#### SOURCE DATA:
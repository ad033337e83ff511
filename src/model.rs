//! Stateful per-symbol preprocessing, applied before coding and reverted
//! after decoding. Mirrors `models.h`'s `IdentityModel`/`NeighborDifferenceModel`
//! pair, collapsed into one tagged type (the spec is indifferent between
//! dynamic dispatch and a tagged variant for this capability set).

#[derive(Clone, Copy, PartialEq, Eq, Debug)]
pub enum ModelKind {
    Identity,
    NeighbourDifference,
}

#[derive(Clone, Copy, Debug)]
pub struct Model {
    kind: ModelKind,
    last: u8,
}

impl Model {
    pub fn new(kind: ModelKind) -> Self {
        Self { kind, last: 0 }
    }

    pub fn kind(&self) -> ModelKind {
        self.kind
    }

    /// Forward transform, called once per symbol in input order.
    pub fn apply(&mut self, v: u8) -> u8 {
        match self.kind {
            ModelKind::Identity => v,
            ModelKind::NeighbourDifference => {
                let out = v.wrapping_sub(self.last);
                self.last = v;
                out
            }
        }
    }

    /// Inverse transform; must be fed the decoded stream in the same order
    /// `apply` saw the original stream.
    pub fn revert(&mut self, v: u8) -> u8 {
        match self.kind {
            ModelKind::Identity => v,
            ModelKind::NeighbourDifference => {
                let out = v.wrapping_add(self.last);
                self.last = out;
                out
            }
        }
    }

    /// Restore `last` to its initial value. Adaptive-blocks coding resets
    /// the model at the start of every block; static and non-block
    /// adaptive coding apply it once across the whole image and never call
    /// this mid-stream.
    pub fn reset(&mut self) {
        self.last = 0;
    }
}

#[cfg(test)]
mod tests {
    use super::*;

    #[test]
    fn identity_is_a_no_op() {
        let mut m = Model::new(ModelKind::Identity);
        for v in [0u8, 1, 127, 255] {
            assert_eq!(m.apply(v), v);
            assert_eq!(m.revert(v), v);
        }
    }

    #[test]
    fn neighbour_difference_round_trips() {
        let data = [0u8, 255, 0, 1, 200, 3, 3, 3];
        let mut enc = Model::new(ModelKind::NeighbourDifference);
        let applied: Vec<u8> = data.iter().map(|&v| enc.apply(v)).collect();
        let mut dec = Model::new(ModelKind::NeighbourDifference);
        let reverted: Vec<u8> = applied.iter().map(|&v| dec.revert(v)).collect();
        assert_eq!(&reverted[..], &data[..]);
    }

    #[test]
    fn neighbour_difference_wraps_modulo_256() {
        let mut m = Model::new(ModelKind::NeighbourDifference);
        assert_eq!(m.apply(0), 0);
        assert_eq!(m.apply(255), 255); // 255 - 0 = 255
        assert_eq!(m.apply(0), 1); // 0 - 255 mod 256 = 1
    }

    #[test]
    fn reset_clears_state() {
        let mut m = Model::new(ModelKind::NeighbourDifference);
        m.apply(200);
        m.reset();
        assert_eq!(m.apply(5), 5);
    }
}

#### TASK TO COMPLETE:
Set down the full listing. Keep every line exact.

#### YOUR RESPONSE:
repository ad033337e83ff511
filename src/model.rs
//! Stateful per-symbol preprocessing, applied before coding and reverted
//! after decoding. Mirrors `models.h`'s `IdentityModel`/`NeighborDifferenceModel`
//! pair, collapsed into one tagged type (the spec is indifferent between
//! dynamic dispatch and a tagged variant for this capability set).

#[derive(Clone, Copy, PartialEq, Eq, Debug)]
pub enum ModelKind {
    Identity,
    NeighbourDifference,
}

#[derive(Clone, Copy, Debug)]
pub struct Model {
    kind: ModelKind,
    last: u8,
}

impl Model {
    pub fn new(kind: ModelKind) -> Self {
        Self { kind, last: 0 }
    }

    pub fn kind(&self) -> ModelKind {
        self.kind
    }

    /// Forward transform, called once per symbol in input order.
    pub fn apply(&mut self, v: u8) -> u8 {
        match self.kind {
            ModelKind::Identity => v,
            ModelKind::NeighbourDifference => {
                let out = v.wrapping_sub(self.last);
                self.last = v;
                out
            }
        }
    }

    /// Inverse transform; must be fed the decoded stream in the same order
    /// `apply` saw the original stream.
    pub fn revert(&mut self, v: u8) -> u8 {
        match self.kind {
            ModelKind::Identity => v,
            ModelKind::NeighbourDifference => {
                let out = v.wrapping_add(self.last);
                self.last = out;
                out
            }
        }
    }

    /// Restore `last` to its initial value. Adaptive-blocks coding resets
    /// the model at the start of every block; static and non-block
    /// adaptive coding apply it once across the whole image and never call
    /// this mid-stream.
    pub fn reset(&mut self) {
        self.last = 0;
    }
}

#[cfg(test)]
mod tests {
    use super::*;

    #[test]
    fn identity_is_a_no_op() {
        let mut m = Model::new(ModelKind::Identity);
        for v in [0u8, 1, 127, 255] {
            assert_eq!(m.apply(v), v);
            assert_eq!(m.revert(v), v);
        }
    }

    #[test]
    fn neighbour_difference_round_trips() {
        let data = [0u8, 255, 0, 1, 200, 3, 3, 3];
        let mut enc = Model::new(ModelKind::NeighbourDifference);
        let applied: Vec<u8> = data.iter().map(|&v| enc.apply(v)).collect();
        let mut dec = Model::new(ModelKind::NeighbourDifference);
        let reverted: Vec<u8> = applied.iter().map(|&v| dec.revert(v)).collect();
        assert_eq!(&reverted[..], &data[..]);
    }

    #[test]
    fn neighbour_difference_wraps_modulo_256() {
        let mut m = Model::new(ModelKind::NeighbourDifference);
        assert_eq!(m.apply(0), 0);
        assert_eq!(m.apply(255), 255); // 255 - 0 = 255
        assert_eq!(m.apply(0), 1); // 0 - 255 mod 256 = 1
    }

    #[test]
    fn reset_clears_state() {
        let mut m = Model::new(ModelKind::NeighbourDifference);
        m.apply(200);
        m.reset();
        assert_eq!(m.apply(5), 5);
    }
}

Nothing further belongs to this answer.